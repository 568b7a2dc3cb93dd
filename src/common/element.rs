use indexmap::IndexMap;
use smol_str::SmolStr;

use crate::{common::parse_number, Svg2SfdError};

/// A node of a parsed vector document: a local tag name, its attributes in
/// document order, and its child elements.
#[derive(Debug, Clone, Default, PartialEq)]
pub struct Element {
    pub tag: SmolStr,
    pub attributes: IndexMap<String, String>,
    pub children: Vec<Element>,
}

impl Element {
    pub fn new(tag: impl Into<SmolStr>) -> Self {
        Element {
            tag: tag.into(),
            ..Default::default()
        }
    }

    pub fn with_attribute(mut self, name: impl Into<String>, value: impl Into<String>) -> Self {
        self.attributes.insert(name.into(), value.into());
        self
    }

    pub fn with_child(mut self, child: Element) -> Self {
        self.children.push(child);
        self
    }

    pub fn attribute(&self, name: &str) -> Option<&str> {
        self.attributes.get(name).map(|v| v.as_str())
    }

    /// Fetch an attribute that the element cannot be converted without.
    pub fn require(&self, name: &str) -> Result<&str, Svg2SfdError> {
        self.attribute(name)
            .ok_or_else(|| Svg2SfdError::MissingAttribute {
                tag: self.tag.to_string(),
                attribute: name.to_string(),
            })
    }

    /// Fetch a required attribute and parse it as a number.
    pub fn number(&self, name: &str) -> Result<f64, Svg2SfdError> {
        parse_number(self.require(name)?)
    }

    pub fn children_tagged<'a>(&'a self, tag: &'a str) -> impl Iterator<Item = &'a Element> {
        self.children.iter().filter(move |c| c.tag == tag)
    }
}
//! Re-basing of document-absolute outlines into glyph space.
//!
//! Glyphs are drawn on a sprite sheet of 1000×1000 unit cells. Each contour
//! is moved from the cell that contains it to the origin, flipped to y-up
//! against an 800 unit baseline, and rendered as SFD spline lines.
use std::fmt;

use kurbo::{Point, Rect};

use crate::{
    common::{CommandKind, PathCommand, SEGMENT_FLAG},
    Svg2SfdError,
};

/// Width and height of one glyph cell, in source units.
pub const CELL_SIZE: u32 = 1000;

/// Source y coordinate (relative to the cell) that maps onto font y = 0 is
/// `BASELINE`; the flip is `y' = BASELINE - y`.
pub const BASELINE: f64 = 800.0;

/// Origin of a cell in source coordinates.
#[derive(Debug, Clone, Copy, Default, PartialEq, Eq)]
pub struct GridCell {
    pub x: u32,
    pub y: u32,
}

impl GridCell {
    /// Whether `bounds` lies inside this cell. The far edges are exclusive.
    pub fn contains(&self, bounds: &Rect) -> bool {
        let (x, y) = (self.x as f64, self.y as f64);
        let size = CELL_SIZE as f64;
        bounds.x0 >= x && bounds.x1 < x + size && bounds.y0 >= y && bounds.y1 < y + size
    }
}

/// The cell layout of a source document.
#[derive(Debug, Clone, Copy, PartialEq, Eq)]
pub struct Grid {
    pub columns: u32,
    pub rows: u32,
}

impl Grid {
    /// A grid with as many whole cells as fit in the document.
    pub fn for_document(width: u32, height: u32) -> Self {
        Grid {
            columns: width / CELL_SIZE,
            rows: height / CELL_SIZE,
        }
    }

    /// All cells, row by row.
    pub fn cells(&self) -> impl Iterator<Item = GridCell> + '_ {
        (0..self.rows).flat_map(move |row| {
            (0..self.columns).map(move |column| GridCell {
                x: column * CELL_SIZE,
                y: row * CELL_SIZE,
            })
        })
    }

    /// The cell that wholly contains `bounds`, if any.
    ///
    /// Cells do not overlap, so the only candidate is the one holding the
    /// near corner of `bounds`.
    pub fn locate(&self, bounds: &Rect) -> Option<GridCell> {
        if !(bounds.x0 >= 0.0 && bounds.y0 >= 0.0) {
            return None;
        }
        let size = CELL_SIZE as f64;
        let column = (bounds.x0 / size).floor();
        let row = (bounds.y0 / size).floor();
        if column >= self.columns as f64 || row >= self.rows as f64 {
            return None;
        }
        let cell = GridCell {
            x: column as u32 * CELL_SIZE,
            y: row as u32 * CELL_SIZE,
        };
        cell.contains(bounds).then_some(cell)
    }

    /// Move a contour into glyph space and render it as spline records,
    /// closed by a line back to its first point.
    pub fn normalize(&self, commands: &[PathCommand]) -> Result<Contour, Svg2SfdError> {
        let bounds = bounding_box(commands).ok_or(Svg2SfdError::EmptyContour)?;
        let cell = match self.locate(&bounds) {
            Some(cell) => {
                log::debug!("Contour {:?} sits in cell ({}, {})", bounds, cell.x, cell.y);
                cell
            }
            None => {
                if self.columns > 0 && self.rows > 0 {
                    log::warn!("Contour {:?} does not fit in any grid cell", bounds);
                }
                GridCell::default()
            }
        };

        let mut records: Vec<SplineRecord> = commands
            .iter()
            .map(|command| SplineRecord {
                coordinates: command
                    .points()
                    .flat_map(|p| {
                        let p = to_glyph_space(p, cell);
                        [format_number(p.x), format_number(p.y)]
                    })
                    .collect(),
                kind: command.kind,
                flags: command.flags,
            })
            .collect();
        if let Some(first) = records.first() {
            let closing = SplineRecord {
                kind: CommandKind::Line,
                flags: SEGMENT_FLAG,
                ..first.clone()
            };
            records.push(closing);
        }
        Ok(Contour { records })
    }
}

fn to_glyph_space(p: Point, cell: GridCell) -> Point {
    Point::new(p.x - cell.x as f64, BASELINE - (p.y - cell.y as f64))
}

/// The extent of every point of every command, control points included.
pub fn bounding_box(commands: &[PathCommand]) -> Option<Rect> {
    commands
        .iter()
        .flat_map(|c| c.points())
        .fold(None, |bounds: Option<Rect>, p| match bounds {
            Some(rect) => Some(rect.union_pt(p)),
            None => Some(Rect::from_points(p, p)),
        })
}

/// Render a coordinate with nine decimal places, then drop trailing zeros
/// and a trailing decimal point.
pub fn format_number(value: f64) -> String {
    let fixed = format!("{:.9}", value);
    fixed
        .trim_end_matches('0')
        .trim_end_matches('.')
        .to_string()
}

/// One line of an SFD spline set: formatted coordinates, segment letter, flags.
#[derive(Debug, Clone, PartialEq)]
pub struct SplineRecord {
    pub coordinates: Vec<String>,
    pub kind: CommandKind,
    pub flags: u8,
}

impl fmt::Display for SplineRecord {
    fn fmt(&self, f: &mut fmt::Formatter<'_>) -> fmt::Result {
        for coordinate in &self.coordinates {
            write!(f, "{} ", coordinate)?;
        }
        write!(f, "{} {}", self.kind.letter(), self.flags)
    }
}

/// A normalized contour, including its closing record.
#[derive(Debug, Clone, Default, PartialEq)]
pub struct Contour {
    pub records: Vec<SplineRecord>,
}

impl Contour {
    /// The text lines of this contour; every line after the first is
    /// indented by one space.
    pub fn lines(&self) -> impl Iterator<Item = String> + '_ {
        self.records.iter().enumerate().map(|(ix, record)| {
            if ix == 0 {
                record.to_string()
            } else {
                format!(" {}", record)
            }
        })
    }
}
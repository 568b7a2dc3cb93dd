use std::io;
use std::path::PathBuf;
use thiserror::Error;

#[derive(Debug, Error)]
pub enum Svg2SfdError {
    #[error("IO Error: {0}")]
    IO(#[from] io::Error),

    #[error("Error parsing SVG: {0}")]
    XmlParse(#[from] roxmltree::Error),

    #[error("Error parsing options file: {0}")]
    Options(#[from] serde_json::Error),

    #[error("Unknown file type for file {path:?}")]
    UnknownFileType { path: PathBuf },

    #[error("SVG root has no usable {attribute} attribute (found {value:?})")]
    BadDimension {
        attribute: &'static str,
        value: Option<String>,
    },

    #[error("<{tag}> element is missing the {attribute} attribute")]
    MissingAttribute { tag: String, attribute: String },

    #[error("Malformed number {value:?}")]
    MalformedNumber { value: String },

    #[error("Path command '{command}' expects {expected} operands, found {found}")]
    MissingOperands {
        command: char,
        expected: usize,
        found: usize,
    },

    #[error("Path command '{command}' has no current point to extend")]
    NoCurrentPoint { command: char },

    #[error("Odd number of coordinates in <{tag}> points")]
    OddCoordinateCount { tag: String },

    #[error("Contour has no segments")]
    EmptyContour,

    #[error("Glyph id {id:?} does not hold a hexadecimal codepoint")]
    BadCodepoint { id: String },

    #[error("No character left to name unnamed glyph number {count}")]
    AutoNameExhausted { count: u32 },

    #[error("Weight class {weight} is outside 100-999")]
    BadWeight { weight: String },
}

impl Svg2SfdError {
    /// True for failures in the geometry of an individual shape, as opposed to
    /// the document or options as a whole.
    pub fn is_malformed_geometry(&self) -> bool {
        matches!(
            self,
            Svg2SfdError::MissingAttribute { .. }
                | Svg2SfdError::MalformedNumber { .. }
                | Svg2SfdError::MissingOperands { .. }
                | Svg2SfdError::NoCurrentPoint { .. }
                | Svg2SfdError::OddCoordinateCount { .. }
                | Svg2SfdError::EmptyContour
        )
    }
}
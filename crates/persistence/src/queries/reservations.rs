// Copyright (C) 2026 Fred Clausen
// Use of this source code is governed by an MIT-style
// license that can be found in the LICENSE file or at
// https://opensource.org/licenses/MIT.

use cinema_booking_domain::{Reservation, SeatPosition, parse_seat_labels};
use diesel::SqliteConnection;
use diesel::prelude::*;
use tracing::debug;

use crate::diesel_schema::reservations;
use crate::error::PersistenceError;

/// Diesel Queryable struct for reservation rows.
#[derive(Queryable, Selectable)]
#[diesel(table_name = reservations)]
struct ReservationRow {
    id: i64,
    film: String,
    seats: String,
    customer_name: String,
}

impl TryFrom<ReservationRow> for Reservation {
    type Error = PersistenceError;

    fn try_from(row: ReservationRow) -> Result<Self, Self::Error> {
        let seats: Vec<SeatPosition> =
            parse_seat_labels(&row.seats).map_err(|e| PersistenceError::CorruptRecord {
                id: row.id,
                reason: e.to_string(),
            })?;

        Ok(Self {
            id: row.id,
            film: row.film,
            seats,
            customer_name: row.customer_name,
        })
    }
}

/// Retrieves a reservation by id.
///
/// # Errors
///
/// Returns an error if the reservation does not exist, the query fails, or
/// the stored seats cannot be parsed.
pub fn get_reservation(
    conn: &mut SqliteConnection,
    reservation_id: i64,
) -> Result<Reservation, PersistenceError> {
    debug!(reservation_id, "Looking up reservation");

    let row: ReservationRow = reservations::table
        .find(reservation_id)
        .select(ReservationRow::as_select())
        .first(conn)
        .optional()?
        .ok_or(PersistenceError::ReservationNotFound(reservation_id))?;

    row.try_into()
}

/// Lists all reservations in id order.
///
/// # Errors
///
/// Returns an error if the query fails or a stored row cannot be parsed.
pub fn list_reservations(
    conn: &mut SqliteConnection,
) -> Result<Vec<Reservation>, PersistenceError> {
    reservations::table
        .order(reservations::id.asc())
        .select(ReservationRow::as_select())
        .load(conn)?
        .into_iter()
        .map(Reservation::try_from)
        .collect()
}

/// Counts stored reservations.
///
/// # Errors
///
/// Returns an error if the query fails.
pub fn count_reservations(conn: &mut SqliteConnection) -> Result<i64, PersistenceError> {
    Ok(reservations::table.count().get_result(conn)?)
}
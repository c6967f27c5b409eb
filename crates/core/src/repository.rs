// Copyright (C) 2026 Fred Clausen
// Use of this source code is governed by an MIT-style
// license that can be found in the LICENSE file or at
// https://opensource.org/licenses/MIT.

use cinema_booking_domain::{Reservation, ReservationDraft};

/// The durable store committed reservations are appended to.
///
/// Implementations must make `append` atomic and durable: when it returns
/// `Ok` the full record is stored, and when it returns `Err` nothing is.
pub trait ReservationRepository {
    /// The error type reported by the store.
    type Error: std::error::Error;

    /// Creates the reservation store if it does not exist.
    ///
    /// Safe to call on every startup; a no-op when the store exists.
    ///
    /// # Errors
    ///
    /// Returns an error if the store cannot be created.
    fn ensure_schema(&mut self) -> Result<(), Self::Error>;

    /// Stores a draft as a new reservation with a store-assigned id.
    ///
    /// # Errors
    ///
    /// Returns an error if the write fails. Nothing is stored in that case.
    fn append(&mut self, draft: &ReservationDraft) -> Result<Reservation, Self::Error>;
}
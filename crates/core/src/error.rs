// Copyright (C) 2026 Fred Clausen
// Use of this source code is governed by an MIT-style
// license that can be found in the LICENSE file or at
// https://opensource.org/licenses/MIT.

use crate::flow::Stage;
use cinema_booking_domain::DomainError;

/// Errors that can occur while driving a booking session.
#[derive(Debug, Clone, PartialEq, Eq)]
pub enum CoreError {
    /// A domain rule was violated.
    DomainViolation(DomainError),
    /// The session does not yet hold what the requested step needs.
    IncompleteSession(String),
    /// The reservation repository failed. The session is left unchanged.
    PersistenceFailed(String),
    /// The command is not offered in the current stage.
    CommandNotAvailable {
        /// The command that was dispatched.
        command: &'static str,
        /// The stage the flow was in.
        stage: Stage,
    },
}

impl std::fmt::Display for CoreError {
    fn fmt(&self, f: &mut std::fmt::Formatter<'_>) -> std::fmt::Result {
        match self {
            Self::DomainViolation(err) => write!(f, "Domain violation: {err}"),
            Self::IncompleteSession(msg) => write!(f, "Incomplete session: {msg}"),
            Self::PersistenceFailed(msg) => write!(f, "Failed to save reservation: {msg}"),
            Self::CommandNotAvailable { command, stage } => {
                write!(f, "'{command}' is not available during {stage}")
            }
        }
    }
}

impl std::error::Error for CoreError {}

impl From<DomainError> for CoreError {
    fn from(err: DomainError) -> Self {
        Self::DomainViolation(err)
    }
}
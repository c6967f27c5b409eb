// Copyright (C) 2026 Fred Clausen
// Use of this source code is governed by an MIT-style
// license that can be found in the LICENSE file or at
// https://opensource.org/licenses/MIT.

//! Domain types for the cinema booking system.
//!
//! Everything here is pure: seats, prices, the film catalog and the
//! reservation shapes carry no I/O and no logging.

#![deny(
    clippy::pedantic,
    clippy::cargo,
    clippy::nursery,
    clippy::style,
    clippy::correctness,
    clippy::all,
    clippy::suspicious,
    clippy::complexity,
    clippy::perf,
    clippy::unwrap_used,
    clippy::expect_used
)]

mod catalog;
mod error;
mod pricing;
mod reservation;
mod seat_grid;
mod types;

#[cfg(test)]
mod tests;

pub use catalog::{DEFAULT_FILMS, FilmCatalog};
pub use error::DomainError;
pub use pricing::{DEFAULT_BASE_PRICE, PricingPolicy, PricingTier};
pub use reservation::{Reservation, ReservationDraft, format_seat_labels, parse_seat_labels};
pub use seat_grid::{DEFAULT_COLS, DEFAULT_ROWS, Seat, SeatGrid, SeatToggle};
pub use types::{Film, Price, SeatPosition};
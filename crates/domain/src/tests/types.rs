// Copyright (C) 2026 Fred Clausen
// Use of this source code is governed by an MIT-style
// license that can be found in the LICENSE file or at
// https://opensource.org/licenses/MIT.

use crate::{DomainError, Film, Price, SeatPosition};

#[test]
fn test_seat_position_label() {
    let position: SeatPosition = SeatPosition::new(3, 4);
    assert_eq!(position.label(), "3,4");
    assert_eq!(format!("{position}"), "3,4");
}

#[test]
fn test_film_name_is_preserved() {
    let film: Film = Film::new("Film 2");
    assert_eq!(film.name(), "Film 2");
    assert_eq!(film.to_string(), "Film 2");
}

#[test]
fn test_price_display() {
    assert_eq!(Price::from_units(27).to_string(), "$27.00");
    assert_eq!(Price::from_cents(1205).to_string(), "$12.05");
    assert_eq!(Price::ZERO.to_string(), "$0.00");
}

#[test]
fn test_price_parse_accepts_whole_and_decimal_amounts() {
    assert_eq!("10".parse::<Price>().unwrap(), Price::from_cents(1000));
    assert_eq!("10.5".parse::<Price>().unwrap(), Price::from_cents(1050));
    assert_eq!("10.05".parse::<Price>().unwrap(), Price::from_cents(1005));
    assert_eq!("0.99".parse::<Price>().unwrap(), Price::from_cents(99));
}

#[test]
fn test_price_parse_rejects_invalid_amounts() {
    for input in ["", "-1", "ten", "10.123", "10.", ".5", "1.2.3"] {
        assert!(
            matches!(input.parse::<Price>(), Err(DomainError::InvalidPrice(_))),
            "expected '{input}' to be rejected"
        );
    }
}

#[test]
fn test_price_scaling_rounds_half_up() {
    assert_eq!(
        Price::from_units(10).checked_scaled_by_percent(150),
        Some(Price::from_units(15))
    );
    // 0.05 * 1.5 = 0.075 -> 0.08
    assert_eq!(
        Price::from_cents(5).checked_scaled_by_percent(150),
        Some(Price::from_cents(8))
    );
}

#[test]
fn test_price_scaling_overflow_is_none() {
    assert_eq!(Price::from_cents(u64::MAX).checked_scaled_by_percent(150), None);
    // The half-up rounding step can overflow on its own.
    assert_eq!(Price::from_cents(u64::MAX).checked_scaled_by_percent(1), None);
}

#[test]
fn test_price_checked_mul() {
    assert_eq!(Price::from_units(12).checked_mul(3), Some(Price::from_units(36)));
    assert_eq!(Price::from_cents(u64::MAX).checked_mul(2), None);
}

#[test]
fn test_price_sum() {
    let total: Price = [Price::from_units(15), Price::from_units(12)]
        .iter()
        .sum();
    assert_eq!(total, Price::from_units(27));
}

#[test]
fn test_price_checked_sub_never_goes_negative() {
    assert_eq!(Price::from_units(1).checked_sub(Price::from_units(2)), None);
}
// Copyright (C) 2026 Fred Clausen
// Use of this source code is governed by an MIT-style
// license that can be found in the LICENSE file or at
// https://opensource.org/licenses/MIT.

//! Read-only queries.
//!
//! The booking flow never reads reservations back; these exist for
//! verification and tooling.

pub mod reservations;

pub use reservations::{count_reservations, get_reservation, list_reservations};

+--

• [Exercise details]:
Taking the listing as a whole, count how many of its lines contain the word "queries", and reply with that count alone.

• [Written answer]:
2